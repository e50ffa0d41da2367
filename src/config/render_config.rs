use std::path::Path;

use crate::foundation::error::{GlyphError, GlyphResult};
use crate::palette::palette::Palette;
use crate::raster::sizing::{DEFAULT_TARGET_WIDTH, TEXT_PIXEL_RATIO, TargetSize};
use crate::render::text::RowDispatch;

/// Where the glyph palette comes from.
#[derive(Clone, Debug, PartialEq, Eq, serde::Serialize, serde::Deserialize)]
#[serde(rename_all = "snake_case")]
pub enum PaletteChoice {
    /// A built-in character set by name.
    Named(String),
    /// Explicit glyphs, ordered empty to solid.
    Glyphs(String),
}

impl Default for PaletteChoice {
    fn default() -> Self {
        Self::Named("default".to_string())
    }
}

/// How animation frames move through accumulation, resampling and rendering.
#[derive(Clone, Copy, Debug, Default, PartialEq, Eq, serde::Serialize, serde::Deserialize)]
#[serde(rename_all = "snake_case")]
pub enum PipelineMode {
    /// Accumulate, resample and render each frame before starting the next.
    #[default]
    Sync,
    /// Accumulate and resample on the calling thread, render on a worker pool.
    Staged,
}

/// Rendering configuration bundle.
///
/// Loadable from JSON; every field is optional and falls back to its default.
#[derive(Clone, Debug, PartialEq, serde::Serialize, serde::Deserialize)]
#[serde(default, deny_unknown_fields)]
pub struct RenderConfig {
    /// Output columns; 0 derives from `target_height`.
    pub target_width: u32,
    /// Output rows before pixel-ratio correction; 0 derives from `target_width`.
    pub target_height: u32,
    /// Glyph width divided by glyph height, applied to the row count.
    pub pixel_ratio: f64,
    /// Glyph palette.
    pub palette: PaletteChoice,
    /// Reverse the palette for dark-on-light output.
    pub invert: bool,
    /// Animation pipeline model.
    pub pipeline: PipelineMode,
    /// Worker threads for the staged pipeline; `None` uses rayon defaults.
    pub threads: Option<usize>,
    /// Row parallelism inside a single frame.
    pub row_dispatch: RowDispatch,
}

impl Default for RenderConfig {
    fn default() -> Self {
        Self {
            target_width: DEFAULT_TARGET_WIDTH,
            target_height: 0,
            pixel_ratio: TEXT_PIXEL_RATIO,
            palette: PaletteChoice::default(),
            invert: false,
            pipeline: PipelineMode::default(),
            threads: None,
            row_dispatch: RowDispatch::default(),
        }
    }
}

impl RenderConfig {
    /// Parse a JSON configuration and validate it.
    pub fn from_json_str(s: &str) -> GlyphResult<Self> {
        let cfg: Self = serde_json::from_str(s).map_err(|e| GlyphError::serde(e.to_string()))?;
        cfg.validate()?;
        Ok(cfg)
    }

    /// Read, parse and validate a JSON configuration file.
    pub fn from_path(path: impl AsRef<Path>) -> GlyphResult<Self> {
        let path = path.as_ref();
        let s = std::fs::read_to_string(path).map_err(|e| {
            GlyphError::Other(anyhow::Error::new(e).context(format!(
                "read render config '{}'",
                path.display()
            )))
        })?;
        Self::from_json_str(&s)
    }

    /// Check every setting that would otherwise fail mid-render.
    pub fn validate(&self) -> GlyphResult<()> {
        if !self.pixel_ratio.is_finite() || self.pixel_ratio <= 0.0 {
            return Err(GlyphError::invalid_dimension(format!(
                "pixel ratio must be a positive number, got {}",
                self.pixel_ratio
            )));
        }
        if self.threads == Some(0) {
            return Err(GlyphError::validation("'threads' must be >= 1 when set"));
        }
        self.palette()?;
        Ok(())
    }

    /// Build the configured palette, reversed when `invert` is set.
    pub fn palette(&self) -> GlyphResult<Palette> {
        let palette = match &self.palette {
            PaletteChoice::Named(name) => Palette::named(name)?,
            PaletteChoice::Glyphs(glyphs) => Palette::from_chars(glyphs)?,
        };
        Ok(if self.invert {
            palette.reversed()
        } else {
            palette
        })
    }

    /// Character grid for a source of the given pixel size.
    pub fn target_size(&self, src_width: u32, src_height: u32) -> GlyphResult<TargetSize> {
        TargetSize::resolve(
            src_width,
            src_height,
            self.target_width,
            self.target_height,
            self.pixel_ratio,
        )
    }
}

#[cfg(test)]
#[path = "../../tests/unit/config/render_config.rs"]
mod tests;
|---|
## Your goal:
The first line of the data, the line with "a single frame.", and all lines in between are to be copied exactly. Leave out everything else.

## Result of the task:
repository e50ffa0d41da2367
filename src/config/render_config.rs
use std::path::Path;

use crate::foundation::error::{GlyphError, GlyphResult};
use crate::palette::palette::Palette;
use crate::raster::sizing::{DEFAULT_TARGET_WIDTH, TEXT_PIXEL_RATIO, TargetSize};
use crate::render::text::RowDispatch;

/// Where the glyph palette comes from.
#[derive(Clone, Debug, PartialEq, Eq, serde::Serialize, serde::Deserialize)]
#[serde(rename_all = "snake_case")]
pub enum PaletteChoice {
    /// A built-in character set by name.
    Named(String),
    /// Explicit glyphs, ordered empty to solid.
    Glyphs(String),
}

impl Default for PaletteChoice {
    fn default() -> Self {
        Self::Named("default".to_string())
    }
}

/// How animation frames move through accumulation, resampling and rendering.
#[derive(Clone, Copy, Debug, Default, PartialEq, Eq, serde::Serialize, serde::Deserialize)]
#[serde(rename_all = "snake_case")]
pub enum PipelineMode {
    /// Accumulate, resample and render each frame before starting the next.
    #[default]
    Sync,
    /// Accumulate and resample on the calling thread, render on a worker pool.
    Staged,
}

/// Rendering configuration bundle.
///
/// Loadable from JSON; every field is optional and falls back to its default.
#[derive(Clone, Debug, PartialEq, serde::Serialize, serde::Deserialize)]
#[serde(default, deny_unknown_fields)]
pub struct RenderConfig {
    /// Output columns; 0 derives from `target_height`.
    pub target_width: u32,
    /// Output rows before pixel-ratio correction; 0 derives from `target_width`.
    pub target_height: u32,
    /// Glyph width divided by glyph height, applied to the row count.
    pub pixel_ratio: f64,
    /// Glyph palette.
    pub palette: PaletteChoice,
    /// Reverse the palette for dark-on-light output.
    pub invert: bool,
    /// Animation pipeline model.
    pub pipeline: PipelineMode,
    /// Worker threads for the staged pipeline; `None` uses rayon defaults.
    pub threads: Option<usize>,
    /// Row parallelism inside a single frame.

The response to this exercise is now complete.